Data supplied:
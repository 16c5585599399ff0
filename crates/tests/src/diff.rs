//! What each call to interpret added to the state.

use crate::check::first_state;
use pretty_assertions::assert_eq;
use sml_interp::{Interpreted, Options, interpret};
use sml_state::{State, display_val};

#[track_caller]
fn go(s: &str, state: &State) -> Interpreted {
  match interpret(s, state, &Options::default()) {
    Ok(x) => x,
    Err(e) => panic!("{s}: {e}"),
  }
}

fn names(state: &State, since_id: u32) -> Vec<String> {
  let mut ret: Vec<_> =
    state.dynamic_changes(since_id).into_iter().map(|c| c.name.as_str().to_owned()).collect();
  ret.sort_unstable();
  ret
}

#[test]
fn only_new() {
  let s0 = first_state(&Options::default());
  let r1 = go("val a = 1 fun f x = x", &s0);
  assert_eq!(names(&r1.state, s0.id() + 1), ["a", "f"]);
  let r2 = go("val b = 2 val a = 3", &r1.state);
  assert_eq!(names(&r2.state, r1.state.id() + 1), ["a", "b"]);
  assert!(r2.state.dynamic_changes(r2.state.id() + 1).is_empty());
}

#[test]
fn shadowed_once() {
  let s0 = first_state(&Options::default());
  let r = go("val a = 1 val a = 2", &s0);
  let changes = r.state.dynamic_changes(s0.id() + 1);
  assert_eq!(changes.len(), 1);
  assert_eq!("2", display_val(&changes[0].val).to_string());
}

#[test]
fn with_types() {
  let s0 = first_state(&Options::default());
  let r = go("val a = 1 fun f x = x", &s0);
  let tys: Vec<_> = r
    .state
    .dynamic_changes(s0.id() + 1)
    .into_iter()
    .map(|c| (c.name.as_str().to_owned(), c.ty.map(|t| t.display().to_string())))
    .collect();
  assert!(tys.contains(&("a".to_owned(), Some("int".to_owned()))));
  assert!(tys.contains(&("f".to_owned(), Some("'a -> 'a".to_owned()))));
}

#[test]
fn local_not_included() {
  let s0 = first_state(&Options::default());
  let r = go("local val hidden = 1 in val shown = hidden end", &s0);
  assert_eq!(names(&r.state, s0.id() + 1), ["shown"]);
}

#[test]
fn raised_keeps_earlier() {
  let s0 = first_state(&Options::default());
  let r = go("val a = 1 val b = raise Div val c = 3", &s0);
  assert!(r.evaluation_errored);
  assert_eq!(names(&r.state, s0.id() + 1), ["a"]);
  assert!(r.state.static_val("a").is_some());
  assert!(r.state.static_val("c").is_none());
}

#[test]
fn raised_keeps_earlier_types() {
  let s0 = first_state(&Options::default());
  let r1 = go("val x = 1 val y = raise Div val x = \"s\" datatype t = T", &s0);
  assert!(r1.evaluation_errored);
  let Some(vi) = r1.state.static_val("x") else { panic!("x has no type") };
  assert_eq!("int", vi.ty_scheme.display().to_string());
  assert!(r1.state.static_val("T").is_none());
  assert!(!r1.state.static_changes(s0.id() + 1).ty_env.contains_key("t"));
  let r2 = go("val z = x + 1", &r1.state);
  assert!(!r2.evaluation_errored);
  let Some((val, _)) = r2.state.dynamic_val("z") else { panic!("z not bound") };
  assert_eq!("2", display_val(&val).to_string());
}

#[test]
fn statics() {
  let s0 = first_state(&Options::default());
  let r = go("datatype t = A | B val x = A", &s0);
  let env = r.state.static_changes(s0.id() + 1);
  assert!(env.ty_env.contains_key("t"));
  assert!(env.val_env.contains_key("A"));
  assert!(env.val_env.contains_key("x"));
  assert!(!env.val_env.contains_key("nil"));
}

#[test]
fn old_state_unchanged() {
  let s0 = first_state(&Options::default());
  let r1 = go("val a = 1", &s0);
  let r2 = go("val a = 2", &r1.state);
  let Some((val, _)) = r1.state.dynamic_val("a") else { panic!("a not bound") };
  assert_eq!("1", display_val(&val).to_string());
  let Some((val, _)) = r2.state.dynamic_val("a") else { panic!("a not bound") };
  assert_eq!("2", display_val(&val).to_string());
  assert!(s0.dynamic_val("a").is_none());
}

Task brief: Could I ask you to return the records exactly and in full?

Answer section:
repository 16c5585599399ff0
filename crates/tests/src/diff.rs
//! What each call to interpret added to the state.

use crate::check::first_state;
use pretty_assertions::assert_eq;
use sml_interp::{Interpreted, Options, interpret};
use sml_state::{State, display_val};

#[track_caller]
fn go(s: &str, state: &State) -> Interpreted {
  match interpret(s, state, &Options::default()) {
    Ok(x) => x,
    Err(e) => panic!("{s}: {e}"),
  }
}

fn names(state: &State, since_id: u32) -> Vec<String> {
  let mut ret: Vec<_> =
    state.dynamic_changes(since_id).into_iter().map(|c| c.name.as_str().to_owned()).collect();
  ret.sort_unstable();
  ret
}

#[test]
fn only_new() {
  let s0 = first_state(&Options::default());
  let r1 = go("val a = 1 fun f x = x", &s0);
  assert_eq!(names(&r1.state, s0.id() + 1), ["a", "f"]);
  let r2 = go("val b = 2 val a = 3", &r1.state);
  assert_eq!(names(&r2.state, r1.state.id() + 1), ["a", "b"]);
  assert!(r2.state.dynamic_changes(r2.state.id() + 1).is_empty());
}

#[test]
fn shadowed_once() {
  let s0 = first_state(&Options::default());
  let r = go("val a = 1 val a = 2", &s0);
  let changes = r.state.dynamic_changes(s0.id() + 1);
  assert_eq!(changes.len(), 1);
  assert_eq!("2", display_val(&changes[0].val).to_string());
}

#[test]
fn with_types() {
  let s0 = first_state(&Options::default());
  let r = go("val a = 1 fun f x = x", &s0);
  let tys: Vec<_> = r
    .state
    .dynamic_changes(s0.id() + 1)
    .into_iter()
    .map(|c| (c.name.as_str().to_owned(), c.ty.map(|t| t.display().to_string())))
    .collect();
  assert!(tys.contains(&("a".to_owned(), Some("int".to_owned()))));
  assert!(tys.contains(&("f".to_owned(), Some("'a -> 'a".to_owned()))));
}

#[test]
fn local_not_included() {
  let s0 = first_state(&Options::default());
  let r = go("local val hidden = 1 in val shown = hidden end", &s0);
  assert_eq!(names(&r.state, s0.id() + 1), ["shown"]);
}

#[test]
fn raised_keeps_earlier() {
  let s0 = first_state(&Options::default());
  let r = go("val a = 1 val b = raise Div val c = 3", &s0);
  assert!(r.evaluation_errored);
  assert_eq!(names(&r.state, s0.id() + 1), ["a"]);
  assert!(r.state.static_val("a").is_some());
  assert!(r.state.static_val("c").is_none());
}

#[test]
fn raised_keeps_earlier_types() {
  let s0 = first_state(&Options::default());
  let r1 = go("val x = 1 val y = raise Div val x = \"s\" datatype t = T", &s0);
  assert!(r1.evaluation_errored);
  let Some(vi) = r1.state.static_val("x") else { panic!("x has no type") };
  assert_eq!("int", vi.ty_scheme.display().to_string());
  assert!(r1.state.static_val("T").is_none());
  assert!(!r1.state.static_changes(s0.id() + 1).ty_env.contains_key("t"));
  let r2 = go("val z = x + 1", &r1.state);
  assert!(!r2.evaluation_errored);
  let Some((val, _)) = r2.state.dynamic_val("z") else { panic!("z not bound") };
  assert_eq!("2", display_val(&val).to_string());
}

#[test]
fn statics() {
  let s0 = first_state(&Options::default());
  let r = go("datatype t = A | B val x = A", &s0);
  let env = r.state.static_changes(s0.id() + 1);
  assert!(env.ty_env.contains_key("t"));
  assert!(env.val_env.contains_key("A"));
  assert!(env.val_env.contains_key("x"));
  assert!(!env.val_env.contains_key("nil"));
}

#[test]
fn old_state_unchanged() {
  let s0 = first_state(&Options::default());
  let r1 = go("val a = 1", &s0);
  let r2 = go("val a = 2", &r1.state);
  let Some((val, _)) = r1.state.dynamic_val("a") else { panic!("a not bound") };
  assert_eq!("1", display_val(&val).to_string());
  let Some((val, _)) = r2.state.dynamic_val("a") else { panic!("a not bound") };
  assert_eq!("2", display_val(&val).to_string());
  assert!(s0.dynamic_val("a").is_none());
}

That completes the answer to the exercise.